Re: clips from online publications
This has really been helpful. 
 
Can I throw in two other questions?  And I should say in advance that I know partial answers to each, but would value additional suggestions.
 
1) What organizations -- both local and national -- should a student journalist explore and consider? I am afraid my answer would be partial and I would be grateful for suggestions. I know, for example,  that quite a while back Gregg clued me in to the valuable activities of The Deadline Club. And I know about SPJ and AEJMC. But others will certainly know this terrain much better than  I do.
 
2) The  next question is related: There are an incredible number of Internet resources (listservs, blogs, RSS feeds, etc) for those who want to follow issues related to journalists and journalism. I read a number of them. But I am certain that I must be missing some good ones. Suggestions?
 
The sources I use that come to mind are:
 
Websites:  AJR; CJR; Casey Journalism Center on Children and Families; The Center for Social Media;  The Reporters Committee for Freedom of the Press; DART Center on Journalism and Trauma
 
Daily Email Bulletins/Briefings: Mediabistro.com "Daily Media News Feed"; SPJ "Pressnotes"
 
RSS Feeds: Poynter/Romanesko; NPR's On the Media Radio Program;  Jack Shafer's Media Column in Slate Magazine; "PR Watch" of the Center for Media and Democracy.
 
 
 
Steve

From: HCJ on behalf of Bernard L. Stein
Sent: Mon 4/2/2007 9:51 AM
To: [log in to unmask]
Subject: Re: clips from online publications

I put the question to Jeff Jarvis, the Internet savant at CUNY's new graduate school of journalism. Here's his answer.
Bernard L. Stein

"I hate to make blogs the cure for the common cold but...

"Blog software is the easiest content-mangement and publishing system ever made. I would use a blog as a means of presenting portfolio work. I don't mean that the work needs to be surrounding by blog writing.
One may just use a blog to publish your work.

"At the simplest level, this allows one to link to any work you've done anywhere else (including clips on mainstream sites, files on CUNY servers, PDFs on your own server, etc.).

"WordPress also brings the ability to publish pages, not just blog posts. So you may take an article and put it on a WordPress page and then link to that from the blog.

"Video can be posted to services such as Blip.tv or YouTube.com and then embedded in the blog. Or one may link to video files on a server to be played. (I'd recommend the former; it's so much easier for all.)

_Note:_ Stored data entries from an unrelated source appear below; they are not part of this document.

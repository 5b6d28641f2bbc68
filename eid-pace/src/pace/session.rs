//! The state of a single PACE run.
//!
//! The phases must be run in order: decrypt the nonce, map it, agree on keys and authenticate.
//! Any failure closes the session, wiping its secrets; a closed session cannot be resumed.


use std::marker::PhantomData;

use crypto_bigint::BoxedUint;
use subtle::ConstantTimeEq;
use tracing::{debug, instrument, trace, warn};
use zeroize::Zeroizing;

use crate::crypt::cipher_mac::CipherAndMac;
use crate::crypt::elliptic::PrimeWeierstrassCurve;
use crate::iso7816::card::{CommunicationError, SmartCard};
use crate::logging::hex_string;
use crate::pace::{exchange_ephemeral_public_keys, exchange_mapping_data, exchange_tokens, Error, Operation, Protocol};
use crate::pace::key_agreement::EphemeralKeyPair;
use crate::pace::mapping::{self, MappedDomain, Mapping};
use crate::pace::mutual_auth::{compute_token, AuthenticationContext, AuthenticationTag};
use crate::pace::password::{Nonce, Password, SymmetricKey};
use crate::secure_messaging::SecureChannel;


/// The externally visible state of a session.
#[derive(Clone, Copy, Debug, Eq, Hash, Ord, PartialEq, PartialOrd)]
pub enum SessionStatus {
    Unestablished,
    Authenticating,
    Established,
    Closed,
}


#[derive(Clone, Copy, Debug, Eq, PartialEq)]
enum Phase {
    Initial,
    NonceDecrypted,
    Mapped,
    KeysAgreed,
    Authenticated,
    Closed,
}
impl Phase {
    fn status(&self) -> SessionStatus {
        match self {
            Self::Initial => SessionStatus::Unestablished,
            Self::NonceDecrypted|Self::Mapped|Self::KeysAgreed => SessionStatus::Authenticating,
            Self::Authenticated => SessionStatus::Established,
            Self::Closed => SessionStatus::Closed,
        }
    }
}


/// What the terminal contributes to the nonce mapping.
pub enum TerminalContribution<'a> {
    /// The private key of the mapping key pair.
    Generic { mapping_private_key: &'a BoxedUint },

    /// The terminal's nonce, which is sent to the card.
    Integrated { terminal_nonce: &'a [u8] },
}
impl<'a> TerminalContribution<'a> {
    pub fn mapping(&self) -> Mapping {
        match self {
            Self::Generic { .. } => Mapping::Generic,
            Self::Integrated { .. } => Mapping::Integrated,
        }
    }
}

Sandeep [Junnarkar, who teaches the interactive classes] and I are recommending to students that they get their own domain for their portfolios and that they establish an account to get blog software. One may use a free service such as Blogger.com, or paid and hosted services such as WordPress.com and TypePad.com. Those are all easy (I'd recommend WordPress among them). To ratchet this up a bit, I've recommended a very cheap hosting service, A Small Orange, where one can get one's own account on a server for $25 a year; this
then enables the ability to put files on a server once they're taken off a university server."